We conducted a theoretical investigation into the impact of thermal annealing on the emission properties of type-II InAs quantum dots (QDs) embedded in GaAsSb barriers. We examined how the lattice-mismatch strain and charge carriers confinement profiles affect the excitonic transition energy and radiative lifetime. The In/Ga interdiffusion between the QD and barrier materials was first modeled using Fickian diffusion. Our findings show that annealing affects both the composition and size of QDs, thus improving their uniformity. Next, we analyzed the influence of strain reduction on carrier confinement potentials during annealing by solving the Schr & ouml;dinger equation separately for charge carriers.

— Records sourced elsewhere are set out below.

//! Outcome reports from the counting core
//!
//! The core never logs. It hands back what it did and what went wrong,
//! and the caller decides how to report it.

use heapless::Vec;
use tally_hal::StoreError;

use crate::state::{Trigger, TRIGGER_COUNT};
use crate::traits::{DisplayError, Snapshot, StepperError};

/// Most faults one handler can raise (store, then display)
pub const MAX_HANDLER_FAULTS: usize = 2;

/// Recoverable failure inside a handler
#[derive(Debug, Clone, Copy, PartialEq, Eq)]
#[cfg_attr(feature = "defmt", derive(defmt::Format))]
pub enum Fault {
    /// Lifetime cell could not be read or written
    Store(StoreError),
    /// Snapshot did not reach the display
    Display(DisplayError),
    /// An indexing move failed; actuators were still released
    Motion(StepperError),
}

/// Startup failure that must keep the counting loop from running
#[derive(Debug, Clone, Copy, PartialEq, Eq)]
#[cfg_attr(feature = "defmt", derive(defmt::Format))]
pub enum StartupError {
    /// Display did not accept the greeting or the first snapshot
    Display(DisplayError),
}

/// Result of a successful start
#[derive(Debug, Clone, Copy, PartialEq, Eq)]
#[cfg_attr(feature = "defmt", derive(defmt::Format))]
pub struct Boot {
    /// First snapshot shown
    pub snapshot: Snapshot,
    /// Lifetime cell read failure; the count starts from 0 on screen
    pub fault: Option<Fault>,
}

/// One handler run
#[derive(Debug, Clone, PartialEq, Eq)]
#[cfg_attr(feature = "defmt", derive(defmt::Format))]
pub struct Handled {
    /// Trigger whose flag was consumed
    pub trigger: Trigger,
    /// Snapshot pushed to the display, if the handler pushes one
    pub snapshot: Option<Snapshot>,
    /// Recoverable faults, in the order they happened
    pub faults: Vec<Fault, MAX_HANDLER_FAULTS>,
}

impl Handled {
    pub(crate) fn new(trigger: Trigger) -> Self {
        Self {
            trigger,
            snapshot: None,
            faults: Vec::new(),
        }
    }

    pub(crate) fn fault(&mut self, fault: Fault) {
        // Each handler raises at most one fault per kind
        let _ = self.faults.push(fault);
    }

    /// Check if the handler ran without faults
    pub fn is_clean(&self) -> bool {
        self.faults.is_empty()
    }
}

/// Everything one scheduling tick did
#[derive(Debug, Clone, PartialEq, Eq, Default)]
#[cfg_attr(feature = "defmt", derive(defmt::Format))]
pub struct Tick {
    /// Handlers run this tick, in dispatch order
    pub handled: Vec<Handled, TRIGGER_COUNT>,
}

impl Tick {
    /// Check if nothing was pending
    pub fn is_idle(&self) -> bool {
        self.handled.is_empty()
    }

    /// Triggers handled this tick, in dispatch order
    pub fn triggers(&self) -> impl Iterator<Item = Trigger> + '_ {
        self.handled.iter().map(|h| h.trigger)
    }

    /// Check if a trigger was handled this tick
    pub fn handled(&self, trigger: Trigger) -> bool {
        self.triggers().any(|t| t == trigger)
    }

    /// Every fault raised this tick, with the trigger that raised it
    pub fn faults(&self) -> impl Iterator<Item = (Trigger, Fault)> + '_ {
        self.handled
            .iter()
            .flat_map(|h| h.faults.iter().map(move |&f| (h.trigger, f)))
    }

    /// Last snapshot pushed this tick
    pub fn last_snapshot(&self) -> Option<Snapshot> {
        self.handled.iter().rev().find_map(|h| h.snapshot)
    }
}
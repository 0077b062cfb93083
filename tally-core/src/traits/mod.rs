//! Hardware abstraction traits
//!
//! These traits define the interface between the counting logic
//! and hardware-specific implementations.

pub mod display;
pub mod stepper;

pub use display::{CountDisplay, DisplayError, Snapshot};
pub use stepper::{CoilStepper, Direction, StepperError};
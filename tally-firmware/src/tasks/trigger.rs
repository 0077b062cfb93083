//! Edge capture task
//!
//! One instance per trigger line. It does nothing but set the line's
//! pending flag and wake the counting task; all real work is deferred.

use defmt::*;
use embassy_rp::gpio::Input;

use tally_core::state::EdgeLatch;

use crate::channels::TRIGGER_RAISED;

/// Number of trigger lines; matches the task pool size
pub const TRIGGER_TASKS: usize = 4;

/// Watch one input line for rising edges
#[embassy_executor::task(pool_size = 4)]
pub async fn trigger_task(mut line: Input<'static>, latch: EdgeLatch<'static>) {
    debug!("Watching {} line", latch.trigger());

    loop {
        line.wait_for_rising_edge().await;
        latch.fire();
        TRIGGER_RAISED.signal(());
        trace!("{} edge", latch.trigger());
    }
}
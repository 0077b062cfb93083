//! Configuration type definitions
//!
//! Defaults reproduce the reference workstation: a 28BYJ-48-class motor
//! geared to 2070 steps per output revolution, turning at 7 RPM, and a
//! one-byte lifetime cell at address 0.

use heapless::String;
use tally_hal::CellAddress;

#[cfg(feature = "serde")]
use serde::{Deserialize, Serialize};

/// Maximum greeting length (one display row)
pub const MAX_GREETING_LEN: usize = 21;

/// Default greeting shown once at boot
pub const DEFAULT_GREETING: &str = "Hello, Worker 1!";

/// What happens when the lifetime cell is at its maximum and another part arrives
#[derive(Debug, Clone, Copy, PartialEq, Eq, Default)]
#[cfg_attr(feature = "defmt", derive(defmt::Format))]
#[cfg_attr(feature = "serde", derive(Serialize, Deserialize))]
pub enum OverflowPolicy {
    /// Roll over to zero (255 + 1 = 0)
    #[default]
    Wrap,
    /// Stick at the maximum (255 + 1 = 255)
    Saturate,
}

impl OverflowPolicy {
    /// Apply the policy to `value + delta`
    pub fn add(self, value: u8, delta: u8) -> u8 {
        match self {
            OverflowPolicy::Wrap => value.wrapping_add(delta),
            OverflowPolicy::Saturate => value.saturating_add(delta),
        }
    }
}

/// Indexer motion configuration
#[derive(Debug, Clone, Copy, PartialEq, Eq)]
#[cfg_attr(feature = "defmt", derive(defmt::Format))]
#[cfg_attr(feature = "serde", derive(Serialize, Deserialize))]
pub struct IndexerConfig {
    /// Steps per output shaft revolution (both actuators)
    pub steps_per_rev: u16,
    /// Shaft speed in RPM (both actuators)
    pub rpm: u16,
    /// Pause between the backward and forward nudge, in ms
    pub settle_ms: u32,
}

impl Default for IndexerConfig {
    fn default() -> Self {
        Self {
            steps_per_rev: 2070,
            rpm: 7,
            settle_ms: 1000,
        }
    }
}

/// Counter configuration
#[derive(Debug, Clone, Copy, PartialEq, Eq)]
#[cfg_attr(feature = "defmt", derive(defmt::Format))]
#[cfg_attr(feature = "serde", derive(Serialize, Deserialize))]
pub struct CounterConfig {
    /// Store address of the lifetime cell
    pub address: u16,
    /// Dead time after each counted part, in ms
    pub debounce_ms: u32,
    /// Lifetime cell overflow behavior
    pub overflow: OverflowPolicy,
}

impl CounterConfig {
    /// Store address as a cell address
    pub fn cell(&self) -> CellAddress {
        CellAddress(self.address)
    }
}

impl Default for CounterConfig {
    fn default() -> Self {
        Self {
            address: CellAddress::LIFETIME_COUNT.as_u16(),
            debounce_ms: 200,
            overflow: OverflowPolicy::Wrap,
        }
    }
}

/// Display configuration
#[derive(Debug, Clone, PartialEq, Eq)]
#[cfg_attr(feature = "defmt", derive(defmt::Format))]
#[cfg_attr(feature = "serde", derive(Serialize, Deserialize))]
pub struct DisplayConfig {
    /// 7-bit I2C address of the panel
    pub i2c_address: u8,
    /// Greeting shown at boot
    pub greeting: String<MAX_GREETING_LEN>,
    /// How long the greeting stays up, in ms
    pub greeting_hold_ms: u32,
}

impl Default for DisplayConfig {
    fn default() -> Self {
        let mut greeting = String::new();
        let _ = greeting.push_str(DEFAULT_GREETING);
        Self {
            i2c_address: 0x3C,
            greeting,
            greeting_hold_ms: 1000,
        }
    }
}

/// Complete workstation configuration
#[derive(Debug, Clone, PartialEq, Eq, Default)]
#[cfg_attr(feature = "defmt", derive(defmt::Format))]
#[cfg_attr(feature = "serde", derive(Serialize, Deserialize))]
pub struct WorkstationConfig {
    /// Indexer motion
    pub indexer: IndexerConfig,
    /// Lifetime and box counters
    pub counter: CounterConfig,
    /// Count display
    pub display: DisplayConfig,
}

impl WorkstationConfig {
    /// Create the default configuration
    pub fn new() -> Self {
        Self::default()
    }
}
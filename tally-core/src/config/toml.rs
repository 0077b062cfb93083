//! Simple TOML parser for workstation configuration
//!
//! This is a minimal TOML parser that handles only the subset needed for
//! the workstation file. It does NOT support the full TOML grammar.
//!
//! Supported features:
//! - Key = value pairs (string, integer)
//! - Hex integers (`0x3C`)
//! - [section] headers
//! - Comments (# ...)
//!
//! NOT supported:
//! - Multi-line strings
//! - Arrays and inline tables
//! - Dotted keys

use super::types::{
    CounterConfig, DisplayConfig, IndexerConfig, OverflowPolicy, WorkstationConfig,
    MAX_GREETING_LEN,
};

/// Parse error
#[derive(Debug, Clone, Copy, PartialEq, Eq)]
#[cfg_attr(feature = "defmt", derive(defmt::Format))]
pub enum ParseError {
    /// Unknown or malformed section header
    InvalidSection,
    /// Key not recognized in its section
    UnknownKey,
    /// Line is not a `key = value` pair
    InvalidLine,
    /// Value has the wrong type or format
    InvalidValue,
    /// Value is outside the accepted range
    OutOfRange,
    /// String value too long
    ValueTooLong,
}

/// Current parsing context
#[derive(Debug, Clone, Copy, PartialEq, Eq)]
enum Section {
    Root,
    Indexer,
    Counter,
    Display,
}

/// Parse TOML configuration into a WorkstationConfig
///
/// Keys that are absent keep their default value.
pub fn parse_config(input: &str) -> Result<WorkstationConfig, ParseError> {
    let mut config = WorkstationConfig::new();
    let mut section = Section::Root;

    for line in input.lines() {
        let line = line.trim();

        // Skip empty lines and comments
        if line.is_empty() || line.starts_with('#') {
            continue;
        }

        if line.starts_with('[') {
            section = parse_section_header(line)?;
            continue;
        }

        let (key, value) = parse_key_value(line).ok_or(ParseError::InvalidLine)?;
        match section {
            Section::Root => return Err(ParseError::UnknownKey),
            Section::Indexer => apply_indexer(&mut config.indexer, key, value)?,
            Section::Counter => apply_counter(&mut config.counter, key, value)?,
            Section::Display => apply_display(&mut config.display, key, value)?,
        }
    }

    Ok(config)
}

fn parse_section_header(line: &str) -> Result<Section, ParseError> {
    let line = strip_comment(line);
    let name = line
        .strip_prefix('[')
        .and_then(|s| s.strip_suffix(']'))
        .ok_or(ParseError::InvalidSection)?;

    match name.trim() {
        "indexer" => Ok(Section::Indexer),
        "counter" => Ok(Section::Counter),
        "display" => Ok(Section::Display),
        _ => Err(ParseError::InvalidSection),
    }
}

fn apply_indexer(indexer: &mut IndexerConfig, key: &str, value: &str) -> Result<(), ParseError> {
    match key {
        "steps_per_rev" => indexer.steps_per_rev = parse_nonzero(value)?,
        "rpm" => indexer.rpm = parse_nonzero(value)?,
        "settle_ms" => indexer.settle_ms = parse_int(value)?,
        _ => return Err(ParseError::UnknownKey),
    }
    Ok(())
}

fn apply_counter(counter: &mut CounterConfig, key: &str, value: &str) -> Result<(), ParseError> {
    match key {
        "address" => counter.address = parse_int(value)?,
        "debounce_ms" => counter.debounce_ms = parse_int(value)?,
        "overflow" => counter.overflow = parse_overflow(value)?,
        _ => return Err(ParseError::UnknownKey),
    }
    Ok(())
}

fn apply_display(display: &mut DisplayConfig, key: &str, value: &str) -> Result<(), ParseError> {
    match key {
        "i2c_address" => {
            let address: u8 = parse_int(value)?;
            // 7-bit addresses only
            if address > 0x7F {
                return Err(ParseError::OutOfRange);
            }
            display.i2c_address = address;
        }
        "greeting" => {
            let text = parse_string(value)?;
            if text.len() > MAX_GREETING_LEN {
                return Err(ParseError::ValueTooLong);
            }
            display.greeting.clear();
            display
                .greeting
                .push_str(text)
                .map_err(|_| ParseError::ValueTooLong)?;
        }
        "greeting_hold_ms" => display.greeting_hold_ms = parse_int(value)?,
        _ => return Err(ParseError::UnknownKey),
    }
    Ok(())
}

/// Parse a key = value line
fn parse_key_value(line: &str) -> Option<(&str, &str)> {
    let eq_pos = line.find('=')?;
    let key = line[..eq_pos].trim();
    let value = strip_comment(line[eq_pos + 1..].trim());

    if key.is_empty() || value.is_empty() {
        return None;
    }

    Some((key, value))
}

/// Remove an inline comment that is not inside a string
fn strip_comment(value: &str) -> &str {
    let mut in_string = false;
    for (i, ch) in value.char_indices() {
        match ch {
            '"' => in_string = !in_string,
            '#' if !in_string => return value[..i].trim(),
            _ => {}
        }
    }
    value
}

fn parse_string(value: &str) -> Result<&str, ParseError> {
    value
        .strip_prefix('"')
        .and_then(|s| s.strip_suffix('"'))
        .ok_or(ParseError::InvalidValue)
}

fn parse_int<T: TryFrom<u64>>(value: &str) -> Result<T, ParseError> {
    // Integer literals may use `_` as a digit separator
    let mut digits: heapless::String<24> = heapless::String::new();
    for ch in value.chars().filter(|&c| c != '_') {
        digits.push(ch).map_err(|_| ParseError::OutOfRange)?;
    }

    let raw = match digits.strip_prefix("0x").or_else(|| digits.strip_prefix("0X")) {
        Some(hex) => u64::from_str_radix(hex, 16),
        None => digits.parse::<u64>(),
    }
    .map_err(|_| ParseError::InvalidValue)?;

    T::try_from(raw).map_err(|_| ParseError::OutOfRange)
}

fn parse_nonzero<T: TryFrom<u64>>(value: &str) -> Result<T, ParseError> {
    let raw: u64 = parse_int(value)?;
    if raw == 0 {
        return Err(ParseError::OutOfRange);
    }
    T::try_from(raw).map_err(|_| ParseError::OutOfRange)
}

fn parse_overflow(value: &str) -> Result<OverflowPolicy, ParseError> {
    match parse_string(value)? {
        "wrap" => Ok(OverflowPolicy::Wrap),
        "saturate" => Ok(OverflowPolicy::Saturate),
        _ => Err(ParseError::InvalidValue),
    }
}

The importance of strain on the QD potential profile and carrier spatial distribution was investigated. We predict a transition from type-II to type-I QDs at a critical temperature, TaC = 800 degrees C, which is in agreement with experimental results. Finally, we estimate a reduction in excitonic radiative lifetime from 10 ns (type-II) to 1 ns (type-I), which is consistent with prior experimental studies. Our results demonstrate that thermal annealing increases radiative recombination rates while decreasing localized states in the GaAsSb layer. This study demonstrates the ability to control the transition between type-II and type-I band alignments in annealed QDs, making them promising for use in solar cells.